A probabilistic study is performed to evaluate if the behavior of the combination of the Isolated Sectors models (ΣSisolated) is representative of Full Field models (FF). It is also compared the behavior of Sector 1 using its Isolated Sector models (S1) and FF models. This study considers the use of 100 geological scenarios of the UNISIM-III model, combined with scalar uncertainties (relative permeability curves, faults transmissibility, PVT, well productivity/injectivity).
In this paper, it is proposed a methodology to evaluate differences between the two sets of models. Results show good correlation between the behavior of Sector 1 in S1 and FF models. ΣSisolated models are representative of the overall behavior of the FF models, presenting great correlations between both model sets. However, it is a bias indication conservative scenarios since cumulative oil production and Net Present Value (NPV) are lower, compared to the FF models. The average NPV relative difference is 13%, and thirteen models present considerable relative differences between the two sets of models (higher than 20%). A deeper study is performed using the models where highest and lowest NPV relative differences are observer to identify the main reasons of those differences. Also, it is evaluated if the behavior of the ΣSisolated models are representative of the FF models performing risk analysis quantification and selection of representative models.

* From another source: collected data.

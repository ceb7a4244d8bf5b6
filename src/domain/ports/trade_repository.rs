use crate::domain::entities::trade::Trade;
use crate::domain::error::DomainError;
use crate::domain::values::buy_sell::BuySellIndicator;
use chrono::{DateTime, Utc};

/// Structured filter criteria. Every field is optional; a trade matches when it
/// satisfies all of the criteria that are set. Range bounds are inclusive.
#[derive(Debug, Clone, Default, PartialEq)]
pub struct TradeFilter {
    pub asset_class: Option<String>,
    pub start: Option<DateTime<Utc>>,
    pub end: Option<DateTime<Utc>>,
    pub min_price: Option<f64>,
    pub max_price: Option<f64>,
    pub trade_type: Option<BuySellIndicator>,
}

impl TradeFilter {
    pub fn is_empty(&self) -> bool {
        *self == TradeFilter::default()
    }

    pub fn matches(&self, trade: &Trade) -> bool {
        // A trade without an asset class never satisfies an asset class criterion.
        if let Some(asset_class) = &self.asset_class {
            if trade.asset_class.as_deref() != Some(asset_class.as_str()) {
                return false;
            }
        }
        if let Some(start) = self.start {
            if trade.trade_date_time < start {
                return false;
            }
        }
        if let Some(end) = self.end {
            if trade.trade_date_time > end {
                return false;
            }
        }
        if let Some(min) = self.min_price {
            if trade.price() < min {
                return false;
            }
        }
        if let Some(max) = self.max_price {
            if trade.price() > max {
                return false;
            }
        }
        if let Some(side) = self.trade_type {
            if trade.side() != side {
                return false;
            }
        }
        true
    }
}

pub trait TradeRepository: Send + Sync {
    /// Appends a trade. Rejects an id that is already stored.
    fn add_trade(&self, trade: Trade) -> Result<Trade, DomainError>;
    fn get_trade(&self, id: &str) -> Option<Trade>;
    fn search_trades(&self, text: &str) -> Vec<Trade>;
    fn filter_trades(&self, filter: &TradeFilter) -> Vec<Trade>;
    fn list_trades(&self) -> Vec<Trade>;
    fn count(&self) -> usize;
}
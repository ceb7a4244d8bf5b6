use crate::domain::error::DomainError;
use std::net::SocketAddr;
use std::path::PathBuf;

pub const DEFAULT_BIND: &str = "0.0.0.0:8000";

/// Process settings read from the environment at startup.
///
/// - `TRADEBOOK_BIND`: listen address for `serve` (default `0.0.0.0:8000`)
/// - `TRADEBOOK_SEED`: JSON file of trades loaded before serving or querying
#[derive(Debug, Clone, PartialEq)]
pub struct Settings {
    pub bind: SocketAddr,
    pub seed: Option<PathBuf>,
}

impl Settings {
    pub fn from_env() -> Result<Self, DomainError> {
        Self::from_vars(
            std::env::var("TRADEBOOK_BIND").ok(),
            std::env::var("TRADEBOOK_SEED").ok(),
        )
    }

    pub fn from_vars(bind: Option<String>, seed: Option<String>) -> Result<Self, DomainError> {
        let bind = bind.unwrap_or_else(|| DEFAULT_BIND.into());
        let bind = bind
            .parse()
            .map_err(|e| DomainError::InvalidInput(format!("bad bind address {bind}: {e}")))?;
        Ok(Self {
            bind,
            seed: seed.filter(|s| !s.trim().is_empty()).map(PathBuf::from),
        })
    }

    /// CLI flags win over environment values.
    pub fn with_overrides(mut self, bind: Option<SocketAddr>, seed: Option<PathBuf>) -> Self {
        if let Some(bind) = bind {
            self.bind = bind;
        }
        if seed.is_some() {
            self.seed = seed;
        }
        self
    }
}
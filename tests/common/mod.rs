//! Shared test helpers.
#![allow(dead_code)]

use chrono::{DateTime, TimeZone, Utc};
use tradebook::domain::entities::trade::{NewTrade, TradeDetails};
use tradebook::domain::values::buy_sell::BuySellIndicator;
use tradebook::TradeBook;

pub fn setup() -> TradeBook {
    TradeBook::new()
}

pub fn day(y: i32, m: u32, d: u32) -> DateTime<Utc> {
    Utc.with_ymd_and_hms(y, m, d, 0, 0, 0).unwrap()
}

pub fn make_trade(id: &str, price: f64, side: BuySellIndicator, at: DateTime<Utc>) -> NewTrade {
    NewTrade {
        trade_id: Some(id.to_string()),
        asset_class: None,
        counterparty: None,
        instrument_id: format!("INS-{id}"),
        instrument_name: format!("Instrument {id}"),
        trade_date_time: at,
        trade_details: TradeDetails {
            buy_sell_indicator: side,
            price,
            quantity: 10,
        },
        trader: "Trader".to_string(),
    }
}

/// A(T1, 10, BUY, 2024-01-01) and B(T2, 50, SELL, 2024-06-01).
pub fn seed_pair(book: &TradeBook) {
    book.create(make_trade("T1", 10.0, BuySellIndicator::Buy, day(2024, 1, 1)))
        .unwrap();
    book.create(make_trade("T2", 50.0, BuySellIndicator::Sell, day(2024, 6, 1)))
        .unwrap();
}

pub fn ids(trades: &[tradebook::domain::entities::trade::Trade]) -> Vec<&str> {
    trades.iter().map(|t| t.trade_id.as_str()).collect()
}
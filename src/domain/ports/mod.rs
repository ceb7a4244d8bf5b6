pub mod trade_repository;
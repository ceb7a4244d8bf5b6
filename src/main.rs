use anyhow::Context;
use clap::Parser;
use std::path::PathBuf;
use tracing_subscriber::EnvFilter;
use tradebook::cli::commands::{Cli, Commands};
use tradebook::config::Settings;
use tradebook::TradeBook;

#[tokio::main]
async fn main() {
    dotenvy::dotenv().ok();

    // Logs go to stderr so query output on stdout stays machine-readable.
    tracing_subscriber::fmt()
        .with_env_filter(
            EnvFilter::try_from_default_env().unwrap_or_else(|_| EnvFilter::new("info")),
        )
        .with_target(false)
        .with_writer(std::io::stderr)
        .init();

    let cli = Cli::parse();
    if let Err(e) = run_command(cli.command).await {
        eprintln!("Error: {e:#}");
        std::process::exit(1);
    }
}

async fn run_command(cmd: Commands) -> anyhow::Result<()> {
    let settings = Settings::from_env()?;

    match cmd {
        Commands::Serve { bind, seed } => {
            let settings = settings.with_overrides(bind, seed);
            let book = load_book(settings.seed.as_ref())?;
            tradebook::api::run_server(book, settings.bind).await?;
        }
        Commands::Get { id, source } => {
            let settings = settings.with_overrides(None, source.seed);
            let book = load_book(settings.seed.as_ref())?;
            let trade = book.get(&id)?;
            println!("{}", serde_json::to_string_pretty(&trade)?);
        }
        Commands::Search { text, source } => {
            let settings = settings.with_overrides(None, source.seed);
            let book = load_book(settings.seed.as_ref())?;
            let trades = book.search(&text);
            println!("{}", serde_json::to_string_pretty(&trades)?);
        }
        Commands::Filter { criteria, source } => {
            let filter = criteria.to_filter()?;
            let settings = settings.with_overrides(None, source.seed);
            let book = load_book(settings.seed.as_ref())?;
            let trades = book.filter(&filter)?;
            println!("{}", serde_json::to_string_pretty(&trades)?);
        }
    }
    Ok(())
}

fn load_book(seed: Option<&PathBuf>) -> anyhow::Result<TradeBook> {
    let book = TradeBook::new();
    match seed {
        Some(path) => {
            book.import_file(path)
                .with_context(|| format!("loading seed file {}", path.display()))?;
        }
        None => tracing::warn!("no seed file given; starting with an empty trade book"),
    }
    Ok(book)
}
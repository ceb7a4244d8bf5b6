pub mod trade_store;
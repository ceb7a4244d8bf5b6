//! Timestamp parsing shared by the wire format, query strings and the CLI.
//!
//! Accepted forms, tried in order:
//! - RFC 3339 (`2024-01-01T10:00:00Z`, `2024-01-01T10:00:00+02:00`)
//! - naive ISO-8601 date-time (`2024-01-01T10:00:00`, `2024-01-01 10:00`), taken as UTC
//! - bare date (`2024-01-01`), midnight UTC

use chrono::{DateTime, NaiveDate, NaiveDateTime, Utc};
use serde::{Deserialize, Deserializer};

const NAIVE_FORMATS: [&str; 6] = [
    "%Y-%m-%dT%H:%M:%S%.f",
    "%Y-%m-%dT%H:%M:%S",
    "%Y-%m-%dT%H:%M",
    "%Y-%m-%d %H:%M:%S%.f",
    "%Y-%m-%d %H:%M:%S",
    "%Y-%m-%d %H:%M",
];

pub fn parse_timestamp(s: &str) -> Result<DateTime<Utc>, String> {
    let s = s.trim();
    if let Ok(dt) = DateTime::parse_from_rfc3339(s) {
        return Ok(dt.with_timezone(&Utc));
    }
    for fmt in NAIVE_FORMATS {
        if let Ok(naive) = NaiveDateTime::parse_from_str(s, fmt) {
            return Ok(naive.and_utc());
        }
    }
    if let Some(midnight) = NaiveDate::parse_from_str(s, "%Y-%m-%d")
        .ok()
        .and_then(|date| date.and_hms_opt(0, 0, 0))
    {
        return Ok(midnight.and_utc());
    }
    Err(format!(
        "Invalid timestamp: {s}. Use YYYY-MM-DD, YYYY-MM-DDTHH:MM[:SS] or RFC3339"
    ))
}

/// `deserialize_with` adapter for required timestamps.
pub fn deserialize<'de, D: Deserializer<'de>>(deserializer: D) -> Result<DateTime<Utc>, D::Error> {
    let raw = String::deserialize(deserializer)?;
    parse_timestamp(&raw).map_err(serde::de::Error::custom)
}

/// `deserialize_with` adapter for optional timestamps (query strings).
pub fn deserialize_opt<'de, D: Deserializer<'de>>(
    deserializer: D,
) -> Result<Option<DateTime<Utc>>, D::Error> {
    match Option::<String>::deserialize(deserializer)? {
        None => Ok(None),
        Some(raw) if raw.trim().is_empty() => Ok(None),
        Some(raw) => parse_timestamp(&raw).map(Some).map_err(serde::de::Error::custom),
    }
}

#[cfg(test)]
mod tests {
    use super::*;
    use chrono::TimeZone;

    #[test]
    fn accepts_rfc3339_with_offset() {
        let dt = parse_timestamp("2024-01-01T12:00:00+02:00").unwrap();
        assert_eq!(dt, Utc.with_ymd_and_hms(2024, 1, 1, 10, 0, 0).unwrap());
    }

    #[test]
    fn naive_datetime_is_utc() {
        let dt = parse_timestamp("2024-06-01T09:30:00").unwrap();
        assert_eq!(dt, Utc.with_ymd_and_hms(2024, 6, 1, 9, 30, 0).unwrap());
        let spaced = parse_timestamp("2024-06-01 09:30:00").unwrap();
        assert_eq!(spaced, dt);
    }

    #[test]
    fn minutes_without_seconds() {
        let expected = Utc.with_ymd_and_hms(2024, 3, 1, 10, 0, 0).unwrap();
        assert_eq!(parse_timestamp("2024-03-01T10:00").unwrap(), expected);
        assert_eq!(parse_timestamp("2024-03-01 10:00").unwrap(), expected);
    }

    #[test]
    fn bare_date_is_midnight() {
        let dt = parse_timestamp("2024-01-01").unwrap();
        assert_eq!(dt, Utc.with_ymd_and_hms(2024, 1, 1, 0, 0, 0).unwrap());
    }

    #[test]
    fn rejects_garbage() {
        assert!(parse_timestamp("yesterday").is_err());
        assert!(parse_timestamp("2024-13-01").is_err());
    }
}
pub mod buy_sell;
pub mod timestamp;
use crate::application::trade::TradeUseCase;
use crate::domain::entities::trade::NewTrade;
use crate::domain::error::DomainError;
use crate::domain::ports::trade_repository::TradeRepository;
use std::path::Path;
use std::sync::Arc;

/// Loads a JSON array of trades into the store, in file order.
pub struct ImportUseCase {
    trades: TradeUseCase,
}

impl ImportUseCase {
    pub fn new(repo: Arc<dyn TradeRepository>) -> Self {
        Self {
            trades: TradeUseCase::new(repo),
        }
    }

    pub fn from_file(&self, path: &Path) -> Result<usize, DomainError> {
        let raw = std::fs::read_to_string(path)?;
        let count = self.from_json(&raw)?;
        tracing::info!(path = %path.display(), count, "imported seed trades");
        Ok(count)
    }

    /// Stops at the first bad record; records before it stay stored.
    pub fn from_json(&self, raw: &str) -> Result<usize, DomainError> {
        let records: Vec<serde_json::Value> = serde_json::from_str(raw)
            .map_err(|e| DomainError::Parse(format!("seed must be a JSON array of trades: {e}")))?;

        let total = records.len();
        for (index, record) in records.into_iter().enumerate() {
            serde_json::from_value::<NewTrade>(record)
                .map_err(|e| DomainError::Parse(e.to_string()))
                .and_then(|input| self.trades.create(input))
                .map_err(|e| e.context(format!("record {index}")))?;
        }
        Ok(total)
    }
}
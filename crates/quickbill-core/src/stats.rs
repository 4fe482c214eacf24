//! # Dashboard Statistics
//!
//! Aggregates derived from the sales ledger. Nothing here is stored: every
//! read rescans the records, so a refund disappears from the figures the
//! moment its record leaves the ledger.

use serde::{Deserialize, Serialize};

use crate::money::Money;
use crate::types::SaleRecord;

/// Headline figures for the dashboard tiles.
#[derive(Debug, Clone, Copy, PartialEq, Eq, Default, Serialize, Deserialize)]
#[serde(rename_all = "camelCase")]
pub struct DashboardStats {
    /// Number of bills generated.
    pub total_bills: usize,
    /// Σ final_amount.
    pub total_sales: Money,
    /// Σ tax_amount (GST collected).
    pub total_tax: Money,
    /// Σ profit.
    pub total_profit: Money,
}

impl DashboardStats {
    /// Folds a set of sale records into dashboard totals.
    ///
    /// ## Example
    /// ```rust
    /// use quickbill_core::DashboardStats;
    ///
    /// let stats = DashboardStats::from_sales(&[]);
    /// assert_eq!(stats, DashboardStats::default());
    /// ```
    pub fn from_sales<'a, I>(sales: I) -> Self
    where
        I: IntoIterator<Item = &'a SaleRecord>,
    {
        sales
            .into_iter()
            .fold(DashboardStats::default(), |acc, sale| DashboardStats {
                total_bills: acc.total_bills + 1,
                total_sales: acc.total_sales + sale.final_amount,
                total_tax: acc.total_tax + sale.tax_amount,
                total_profit: acc.total_profit + sale.profit,
            })
    }
}

/// One bar pair in the "recent transaction flow" chart.
#[derive(Debug, Clone, PartialEq, Eq, Serialize, Deserialize)]
#[serde(rename_all = "camelCase")]
pub struct SalesFlowPoint {
    pub label: String,
    pub amount: Money,
    pub profit: Money,
}

/// Chart series for the `limit` most recent sales.
///
/// `sales` is in ledger order (most recent first). The series comes out
/// oldest first so it reads left to right, labelled `Sale 1..N`.
pub fn recent_flow(sales: &[SaleRecord], limit: usize) -> Vec<SalesFlowPoint> {
    sales
        .iter()
        .take(limit)
        .rev()
        .enumerate()
        .map(|(i, sale)| SalesFlowPoint {
            label: format!("Sale {}", i + 1),
            amount: sale.final_amount,
            profit: sale.profit,
        })
        .collect()
}
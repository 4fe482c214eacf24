//! # Validation Module
//!
//! Input validation for the points where data enters the system: products
//! loaded into the inventory and checkouts handed to the store.
//!
//! ## Validation Strategy
//! ```text
//! ┌─────────────────────────────────────────────────────────────────────────┐
//! │                      Validation Layers                                  │
//! │                                                                         │
//! │  Layer 1: Checkout session                                             │
//! │  ├── Quantity clamped to [1, stock] by the +/− controls                │
//! │  └── "Complete Sale" gated by can_checkout()                           │
//! │           │                                                             │
//! │           ▼                                                             │
//! │  Layer 2: Store boundary (PosService)                                  │
//! │  └── THIS MODULE: quantities, discount, tender                         │
//! │           │                                                             │
//! │           ▼                                                             │
//! │  Layer 3: Billing engine                                               │
//! │  └── Accepts anything; clamps taxable value and profit base at 0       │
//! └─────────────────────────────────────────────────────────────────────────┘
//! ```
//!
//! ## Usage
//! ```rust
//! use quickbill_core::validation::{validate_product_name, validate_quantity};
//!
//! validate_product_name("Organic Tea").unwrap();
//! assert!(validate_quantity(0).is_err());
//! ```

use rust_decimal::Decimal;

use crate::error::{CoreError, CoreResult, ValidationError};
use crate::money::Money;
use crate::types::{CartItem, Discount, PaymentMethod, Product};
use crate::MAX_ITEM_QUANTITY;

/// Result type for validation operations.
pub type ValidationResult<T> = Result<T, ValidationError>;

// =============================================================================
// String Validators
// =============================================================================

/// Validates a product id: non-empty, at most 64 characters.
pub fn validate_product_id(id: &str) -> ValidationResult<()> {
    let id = id.trim();

    if id.is_empty() {
        return Err(ValidationError::Required {
            field: "id".to_string(),
        });
    }

    if id.len() > 64 {
        return Err(ValidationError::OutOfRange {
            field: "id length".to_string(),
            min: 1,
            max: 64,
        });
    }

    Ok(())
}

/// Validates a product name: non-empty, at most 200 characters.
///
/// ## Example
/// ```rust
/// use quickbill_core::validation::validate_product_name;
///
/// assert!(validate_product_name("Fresh Milk 1L").is_ok());
/// assert!(validate_product_name("   ").is_err());
/// ```
pub fn validate_product_name(name: &str) -> ValidationResult<()> {
    let name = name.trim();

    if name.is_empty() {
        return Err(ValidationError::Required {
            field: "name".to_string(),
        });
    }

    if name.len() > 200 {
        return Err(ValidationError::OutOfRange {
            field: "name length".to_string(),
            min: 1,
            max: 200,
        });
    }

    Ok(())
}

// =============================================================================
// Numeric Validators
// =============================================================================

/// Validates a line quantity: 1 to [`MAX_ITEM_QUANTITY`].
pub fn validate_quantity(qty: i64) -> ValidationResult<()> {
    if qty <= 0 {
        return Err(ValidationError::MustBePositive {
            field: "quantity".to_string(),
        });
    }

    if qty > MAX_ITEM_QUANTITY {
        return Err(ValidationError::OutOfRange {
            field: "quantity".to_string(),
            min: 1,
            max: MAX_ITEM_QUANTITY,
        });
    }

    Ok(())
}

/// Validates a price: zero is allowed (free items), negative is not.
pub fn validate_price(field: &str, price: Money) -> ValidationResult<()> {
    if price.is_negative() {
        return Err(ValidationError::Negative {
            field: field.to_string(),
        });
    }

    Ok(())
}

/// Validates a discount at the store boundary.
///
/// ## Rules
/// - Value must not be negative
/// - Percentage must be at most 100
/// - A flat amount larger than the subtotal is allowed; the billing engine
///   floors the taxable value at zero
pub fn validate_discount(discount: &Discount) -> ValidationResult<()> {
    if discount.value() < Decimal::ZERO {
        return Err(ValidationError::Negative {
            field: "discount".to_string(),
        });
    }

    if let Discount::Percentage(pct) = discount {
        if *pct > Decimal::ONE_HUNDRED {
            return Err(ValidationError::OutOfRange {
                field: "discount percentage".to_string(),
                min: 0,
                max: 100,
            });
        }
    }

    Ok(())
}

/// Validates a product before it enters the inventory.
pub fn validate_product(product: &Product) -> ValidationResult<()> {
    validate_product_id(&product.id)?;
    validate_product_name(&product.name)?;
    validate_price("cost price", product.cost_price)?;
    validate_price("selling price", product.selling_price)?;

    if product.gst_rate.bps() > 10_000 {
        return Err(ValidationError::OutOfRange {
            field: "gst".to_string(),
            min: 0,
            max: 100,
        });
    }

    Ok(())
}

// =============================================================================
// Checkout Validators
// =============================================================================

/// Validates the shape of a checkout: at least one line, every quantity in
/// range, every product snapshot well-formed, and a sane discount.
pub fn validate_checkout(items: &[CartItem], discount: &Discount) -> CoreResult<()> {
    if items.is_empty() {
        return Err(CoreError::EmptyCart);
    }

    for item in items {
        validate_quantity(item.quantity)?;
        validate_product(&item.product)?;
    }

    validate_discount(discount)?;
    Ok(())
}

/// Validates that cash received covers the payable amount.
///
/// Only cash payments carry a tender; UPI and card always pass.
pub fn validate_tender(method: PaymentMethod, cash_given: Money, payable: Money) -> CoreResult<()> {
    match method {
        PaymentMethod::Cash if cash_given < payable => Err(CoreError::InsufficientTender {
            given: cash_given,
            payable,
        }),
        PaymentMethod::Cash | PaymentMethod::Upi | PaymentMethod::Card => Ok(()),
    }
}

// =============================================================================
// Unit Tests
// =============================================================================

To apply the Sector Modeling approach in the study case, it is necessary to consider that there is a considerable computational gain when using the Isolated Sector models, but there are models with considerable relative differences. Thus, if one chooses to adopt this methodology in the decision-making process, isolated sector models can be used during optimization processes that require a high number of simulations. Moreover, the decision making should be based on the results observed for the FF models.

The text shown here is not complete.